Lawsuit Against Paramount Survives Dismissal
A federal appeals court has recently directed lower courts not to prematurely dismiss copyright suits based on lack of substantial similarity.

A judge has refused to dismiss copyright lawsuit from the heirs to the author of a 1983 magazine story that the original Top Gun was based on that accused Paramount of illegally shutting them out of the sequel.
U.S. District Judge Percy Anderson found on Thursday that the suit pointed to enough similarities between the story and Top Gun: Maverick to survive dismissal.
“Defendant’s primary argument in its Motion to Dismiss is that Plaintiffs have not sufficiently pled in their [complaint] that the Article and the Sequel are ‘substantially similar,’” reads the order. “The Court disagrees.”

Paramount maintained that the sequel was “sufficiently completed” prior to the termination date. In a motion to dismiss the lawsuit, it also noted that the issue is a nonfiction piece that shares no similarity with the “narrative action movie about a fictional veteran pilot.”
The Yonays countered with a list of more than 70 alleged similarities between the article and sequel.

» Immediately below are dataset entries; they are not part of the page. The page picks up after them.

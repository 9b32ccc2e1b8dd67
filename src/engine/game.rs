use std::io::{self, BufRead, Write};

use crate::config::GameConfig;
use crate::game::{BoardError, Disc, RoundOutcome, RoundState};
use crate::ui::{Console, UserIo};

use super::source::{MoveChoice, MoveSource};

/// Why a round loop returned.
#[derive(Debug, Clone, Copy, PartialEq, Eq)]
enum RoundEnd {
    Finished(RoundOutcome),
    Quit,
}

/// Drives rounds of Connect Four: asks the active move source for a column,
/// applies it, resolves win/draw, and handles the restart transition.
///
/// The engine exclusively owns the board (inside [`RoundState`]); move
/// sources only ever see it as a borrow for the duration of one choice.
pub struct GameEngine {
    state: RoundState,
    sources: [Box<dyn MoveSource>; 2],
}

impl GameEngine {
    /// Build an engine for the configured board size. The first source plays
    /// Red and moves first; the second plays Yellow.
    pub fn new(
        config: &GameConfig,
        first: Box<dyn MoveSource>,
        second: Box<dyn MoveSource>,
    ) -> Result<Self, BoardError> {
        debug_assert_eq!(first.disc(), Disc::Red);
        debug_assert_eq!(second.disc(), Disc::Yellow);
        Ok(GameEngine {
            state: RoundState::new(config.rows, config.cols)?,
            sources: [first, second],
        })
    }

    pub fn state(&self) -> &RoundState {
        &self.state
    }

    /// Play rounds until a player quits mid-move or declines a restart.
    pub fn run<R: BufRead, W: Write>(&mut self, console: &mut Console<R, W>) -> io::Result<()> {
        loop {
            match self.play_round(console)? {
                RoundEnd::Quit => {
                    log::info!("session cancelled by player");
                    return Ok(());
                }
                RoundEnd::Finished(outcome) => {
                    self.announce(outcome, console)?;
                    if self.prompt_restart(console)? {
                        self.state.restart();
                    } else {
                        console.say("Goodbye!")?;
                        return Ok(());
                    }
                }
            }
        }
    }

    /// One round: alternate moves until win, draw, or quit.
    fn play_round<R: BufRead, W: Write>(
        &mut self,
        console: &mut Console<R, W>,
    ) -> io::Result<RoundEnd> {
        loop {
            console.render_board(self.state.board())?;

            let active = match self.state.to_move() {
                Disc::Red => 0,
                Disc::Yellow => 1,
            };
            let choice = self.sources[active].choose(self.state.board(), console)?;

            let col = match choice {
                MoveChoice::Quit => return Ok(RoundEnd::Quit),
                MoveChoice::Drop(col) => col,
            };

            match self.state.apply_move(col) {
                Ok(()) => {
                    if let Some(outcome) = self.state.outcome() {
                        console.render_board(self.state.board())?;
                        return Ok(RoundEnd::Finished(outcome));
                    }
                }
                Err(err) => {
                    // A compliant source only returns droppable columns, but
                    // don't trust that blindly: re-request instead of applying.
                    log::warn!(
                        "{} chose illegal column {}: {err:?}, requesting again",
                        self.sources[active].name(),
                        col + 1
                    );
                }
            }
        }
    }

    fn announce<R: BufRead, W: Write>(
        &mut self,
        outcome: RoundOutcome,
        console: &mut Console<R, W>,
    ) -> io::Result<()> {
        match outcome {
            RoundOutcome::Win(disc) => {
                let winner = self
                    .sources
                    .iter()
                    .find(|s| s.disc() == disc)
                    .map(|s| s.name().to_string())
                    .unwrap_or_else(|| disc.name().to_string());
                log::info!("round won by {winner}");
                console.say(&format!("{winner} Connected Four, You Win!"))
            }
            RoundOutcome::Draw => {
                log::info!("round drawn");
                console.say("The board is full, it is a draw!")
            }
        }
    }

    /// Iterative restart prompt; keeps asking until the answer is
    /// recognizable. End of input declines.
    fn prompt_restart<R: BufRead, W: Write>(
        &mut self,
        console: &mut Console<R, W>,
    ) -> io::Result<bool> {
        loop {
            let line = match console.ask("Would you like to restart? Yes(1) No(2): ")? {
                Some(line) => line,
                None => return Ok(false),
            };
            match line.trim() {
                "1" | "y" | "Y" | "yes" => return Ok(true),
                "2" | "n" | "N" | "no" => return Ok(false),
                _ => console.say("Invalid choice, please enter 1 or 2.")?,
            }
        }
    }
}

Anderson sided with the Yonays in an order advancing copyright infringement, breach of contract declaratory relief claims. “Here, the Court finds that there are enough alleged similarities between the Article and the Sequel for reasonable minds to differ on the issue of substantial similarity, including the filtering out of unprotected elements,” the order reads.

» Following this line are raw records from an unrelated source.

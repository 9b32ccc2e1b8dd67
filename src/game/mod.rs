//! Core Connect Four game logic: board representation, disc identity, and the
//! turn/outcome state machine for a single round.

pub mod board;
mod player;
mod state;

pub use board::{Board, BoardError, Cell, DEFAULT_COLS, DEFAULT_ROWS, MIN_COLS, MIN_ROWS};
pub use player::Disc;
pub use state::{MoveError, RoundOutcome, RoundState};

Dismissal in copyright suits typically turns on a comparison of the works’ plots, themes, and characters, among various other factors, but the 9th Circuit U.S. Court of Appeals has recently turned to directing lower courts not to prematurely toss cases. In February, the federal appeals court revived a lawsuit against M. Night Shyamalan accusing him of ripping off a 2013 independent movie for his Apple TV+ series Servant. It found that dismissal at such an “early stage of the case was improper” because “reasonable minds could differ” on whether the stories are substantially similar.
In allowing the Yonays’ lawsuit to proceed, Anderson pointed to the 9th Circuit disfavoring dismissals of lawsuits on the grounds of lack of substantial similarity at early stages of litigation. He concluded that “additional development of the factual record would shed light” on issues relating to whether the works are similar enough to constitute copyright infringement.
The judge also advanced a declaratory relief claim seeking an order that the sequel is a derivative of the article because it “largely rises and falls with Plaintiffs’ copyright infringement claim.” So does the breach of contract claim, Anderson found.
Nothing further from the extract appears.